◆ What you are asked to do: Take every line from the data that has the word "NaiveDate" in it.
··· Entries shown ···
//! Unfiltered rows of a trip log, shown a page at a time.

use serde::Serialize;
use std::io::Read;
use std::path::Path;
use tracing::debug;

use crate::error::Result;
use crate::loader::{csv_reader, open_source};

/// Rows shown per page unless the caller asks otherwise.
pub const DEFAULT_PAGE_SIZE: usize = 5;

/// Header and rows of a trip log, exactly as stored.
#[derive(Debug, Clone, Default)]
pub struct RawData {
    headers: Vec<String>,
    rows: Vec<Vec<String>>,
}

/// A slice of [`RawData`] rows.
#[derive(Debug, Clone, PartialEq, Serialize)]
pub struct RawPage<'a> {
    /// Index of the first row in the page
    pub offset: usize,
    pub headers: &'a [String],
    pub rows: &'a [Vec<String>],
    pub has_more: bool,
}

impl RawData {
    /// Reads the whole file at `path`, decompressing `.gz` files.
    pub fn read(path: &Path) -> Result<Self> {
        let data = Self::from_reader(open_source(path)?)?;
        debug!(path = %path.display(), rows = data.len(), "Raw rows read");
        Ok(data)
    }

    pub fn from_reader<R: Read>(reader: R) -> Result<Self> {
        let mut rdr = csv_reader(reader);
        let headers = rdr.headers()?.iter().map(str::to_string).collect();

        let mut rows = Vec::new();
        for record in rdr.records() {
            rows.push(record?.iter().map(str::to_string).collect());
        }

        Ok(Self { headers, rows })
    }

    pub fn headers(&self) -> &[String] {
        &self.headers
    }

    pub fn len(&self) -> usize {
        self.rows.len()
    }

    pub fn is_empty(&self) -> bool {
        self.rows.is_empty()
    }

    /// Up to `size` rows starting at `offset`; `None` once `offset` is past the end.
    pub fn page(&self, offset: usize, size: usize) -> Option<RawPage<'_>> {
        if offset >= self.rows.len() || size == 0 {
            return None;
        }

        let end = offset.saturating_add(size).min(self.rows.len());
        Some(RawPage {
            offset,
            headers: &self.headers,
            rows: &self.rows[offset..end],
            has_more: end < self.rows.len(),
        })
    }

    /// Consecutive pages of `size` rows until the data runs out.
    pub fn pages(&self, size: usize) -> impl Iterator<Item = RawPage<'_>> + '_ {
        let mut offset = 0;
        std::iter::from_fn(move || {
            let page = self.page(offset, size)?;
            offset += page.rows.len();
            Some(page)
        })
    }
}
fn truncate_chars(text: &str, max: usize) -> String {
    if text.chars().count() <= max {
        text.to_string()
    } else {
        let head: String = text.chars().take(max).collect();
        format!("{head}...")
    }
}

#[cfg(test)]
mod tests {
    use super::*;
    use crate::llm_client::LlmError;
    use crate::models::paper::AiSummary;
    use crate::models::user::NotificationMethod;
    use crate::testing::FnModel;
    use chrono::NaiveDate;

    fn paper(id: i32, topics: &[i32], importance: Option<f64>) -> DigestPaper {
        DigestPaper {
            id,
            arxiv_id: format!("2406.{id:05}"),
            title: format!("Paper number {id}"),
            author: "Ada Lovelace, Alan Turing".into(),
            published: NaiveDate::from_ymd_opt(2024, 6, 5).unwrap(),
            link: format!("https://arxiv.org/abs/2406.{id:05}"),
            topics: topics.iter().copied().collect(),
            ai: AiSummary {
                summary: format!("Summary of paper {id}"),
                evaluation: format!("Evaluation of paper {id}"),
                importance,
                keywords: vec!["graphs".into(), "learning".into()],
                category: "Machine Learning".into(),
            },
        }
    }

    fn user(lang: Language, topics: &[i32]) -> Subscriber {
        Subscriber {
            id: 7,
            email: "reader@example.com".into(),
            name: "Reader".into(),
            language: lang,
            notification_method: NotificationMethod::Both,
            topics: topics.to_vec(),
        }
    }

    fn composer_with(model: FnModel) -> ContentComposer {
        ContentComposer::new(
            Translator::new(Arc::new(model)),
            "http://localhost:3000/dashboard".into(),
        )
        .unwrap()
    }

    fn composer() -> ContentComposer {
        composer_with(FnModel::new(|_| Err(LlmError::EmptyContent)))
    }

    #[test]
    fn test_label_thresholds_are_strict() {
        assert_eq!(
            ImportanceLabel::from_importance(0.95),
            ImportanceLabel::HighlyRecommended
        );
        assert_eq!(
            ImportanceLabel::from_importance(0.9),
            ImportanceLabel::Recommended
        );
        assert_eq!(
            ImportanceLabel::from_importance(0.71),
            ImportanceLabel::Recommended
        );
        assert_eq!(
            ImportanceLabel::from_importance(0.7),
            ImportanceLabel::WorthReading
        );
        assert_eq!(
            ImportanceLabel::from_importance(0.0),
            ImportanceLabel::WorthReading
        );
    }

    #[test]
    fn test_rank_sorts_descending_and_is_stable() {
        let papers = vec![
            paper(1, &[1], Some(0.6)),
            paper(2, &[1], None), // 0.8 by default
            paper(3, &[1], Some(0.95)),
            paper(4, &[1], Some(0.8)),
        ];
        let ids: Vec<i32> = rank_for_user(&papers, &[1]).iter().map(|p| p.id).collect();
        assert_eq!(ids, vec![3, 2, 4, 1]);
    }

    #[test]
    fn test_truncate_chars_counts_characters() {
        assert_eq!(truncate_chars("short", 100), "short");
        let long = "가".repeat(120);
        let cut = truncate_chars(&long, 100);
        assert_eq!(cut.chars().count(), 103);
        assert!(cut.ends_with("..."));
    }

    #[tokio::test]
    async fn test_scenario_only_matching_paper_is_labelled() {
        let papers = vec![paper(1, &[2], None), paper(2, &[3], Some(0.95))];
        let html = composer()
            .compose(&papers, &user(Language::En, &[1, 3]), Channel::Email)
            .await;
        assert!(html.contains("Paper number 2"));
        assert!(!html.contains("Paper number 1"));
        assert!(html.contains("Highly Recommended"));
        assert_eq!(html.matches("class=\"paper\"").count(), 1);
    }

    #[tokio::test]
    async fn test_email_lists_at_most_three_papers() {
        let papers: Vec<DigestPaper> = (1..=8).map(|i| paper(i, &[1], Some(0.5))).collect();
        let html = composer()
            .compose(&papers, &user(Language::En, &[1]), Channel::Email)
            .await;
        assert_eq!(html.matches("class=\"paper\"").count(), 3);
        assert!(html.contains("5 more papers"));
    }

    #[tokio::test]
    async fn test_chat_lists_at_most_two_papers() {
        let papers: Vec<DigestPaper> = (1..=5).map(|i| paper(i, &[1], Some(0.5))).collect();
        let text = composer()
            .compose(&papers, &user(Language::En, &[1]), Channel::Chat)
            .await;
        assert!(text.starts_with("📚 This week's top research updates:"));
        assert!(text.contains("1. Paper number 1"));
        assert!(text.contains("2. Paper number 2"));
        assert!(!text.contains("3. Paper number 3"));
        assert!(text.ends_with("View more research: http://localhost:3000/dashboard"));
    }

    #[tokio::test]
    async fn test_higher_importance_listed_first() {
        let papers = vec![paper(1, &[1], Some(0.6)), paper(2, &[1], Some(0.95))];
        let html = composer()
            .compose(&papers, &user(Language::En, &[1]), Channel::Email)
            .await;
        let first = html.find("Paper number 2").unwrap();
        let second = html.find("Paper number 1").unwrap();
        assert!(first < second);
    }

    #[tokio::test]
    async fn test_no_matching_papers_message() {
        let papers = vec![paper(1, &[2], Some(0.9))];
        let html = composer()
            .compose(&papers, &user(Language::En, &[1]), Channel::Email)
            .await;
        assert!(html.contains("There are no new papers in your topics this week."));
        let text = composer()
            .compose(&papers, &user(Language::Ko, &[1]), Channel::Chat)
            .await;
        assert_eq!(text, "📚 이번 주에는 새로운 연구 논문이 없습니다.");
    }

    #[tokio::test]
    async fn test_korean_fields_are_translated_and_labels_localized() {
        let composer = composer_with(FnModel::new(|prompt| {
            let text = prompt.rsplit("\n\n").next().unwrap_or_default();
            Ok(format!("KO[{text}]"))
        }));
        let papers = vec![paper(1, &[1], Some(0.95))];
        let html = composer
            .compose(&papers, &user(Language::Ko, &[1]), Channel::Email)
            .await;
        assert!(html.contains("KO[Paper number 1]"));
        assert!(html.contains("KO[Summary of paper 1]"));
        assert!(html.contains("KO[Evaluation of paper 1]"));
        assert!(html.contains("저자"));
        assert!(html.contains("강력 추천"));
    }

    #[tokio::test]
    async fn test_channels_share_one_translation_pass() {
        let model = Arc::new(FnModel::new(|prompt| {
            let text = prompt.rsplit("\n\n").next().unwrap_or_default();
            Ok(format!("KO[{text}]"))
        }));
        let composer = ContentComposer::new(
            Translator::new(model.clone()),
            "http://localhost:3000/dashboard".into(),
        )
        .unwrap();
        let papers = vec![paper(1, &[1], Some(0.95))];

        let contents = composer
            .compose_channels(
                &papers,
                &user(Language::Ko, &[1]),
                &[Channel::Email, Channel::Chat],
            )
            .await;

        // title, summary, evaluation and category, once each
        assert_eq!(model.calls(), 4);
        assert_eq!(contents.len(), 2);
        assert!(contents[0].contains("KO[Paper number 1]"));
        assert!(contents[0].contains("KO[Evaluation of paper 1]"));
        assert!(contents[1].contains("1. KO[Paper number 1]"));
        assert!(contents[1].starts_with("📚"));
    }

    #[tokio::test]
    async fn test_chat_only_skips_detail_translation() {
        let model = Arc::new(FnModel::new(|_| Ok("번역".to_string())));
        let composer = ContentComposer::new(
            Translator::new(model.clone()),
            "http://localhost:3000/dashboard".into(),
        )
        .unwrap();
        let papers = vec![paper(1, &[1], Some(0.95)), paper(2, &[1], Some(0.5))];
        composer
            .compose(&papers, &user(Language::Ko, &[1]), Channel::Chat)
            .await;
        // two papers, title and summary each
        assert_eq!(model.calls(), 4);
    }

    #[tokio::test]
    async fn test_translation_failure_keeps_original_text() {
        let papers = vec![paper(1, &[1], Some(0.8))];
        let html = composer()
            .compose(&papers, &user(Language::Ko, &[1]), Channel::Email)
            .await;
        assert!(html.contains("Paper number 1"));
        assert!(html.contains("Summary of paper 1"));
    }

    #[tokio::test]
    async fn test_titles_are_html_escaped() {
        let mut p = paper(1, &[1], Some(0.8));
        p.title = "<script>alert(1)</script>".into();
        let html = composer()
            .compose(&[p], &user(Language::En, &[1]), Channel::Email)
            .await;
        assert!(!html.contains("<script>"));
        assert!(html.contains("&lt;script&gt;"));
    }

    #[tokio::test]
    async fn test_render_error_becomes_error_fragment() {
        let composer = ContentComposer::with_email_template(
            Translator::new(Arc::new(FnModel::new(|_| Err(LlmError::EmptyContent)))),
            "http://localhost:3000/dashboard".into(),
            "{% for paper in papers %}{{ paper.missing.deeper }}{% endfor %}",
        )
        .unwrap();
        let papers = vec![paper(1, &[1], Some(0.8))];
        let html = composer
            .compose(&papers, &user(Language::En, &[1]), Channel::Email)
            .await;
        assert!(html.contains("Content Generation Error"));
    }
}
···
◆ Output of the exercise:
    use chrono::NaiveDate;
            published: NaiveDate::from_ymd_opt(2024, 6, 5).unwrap(),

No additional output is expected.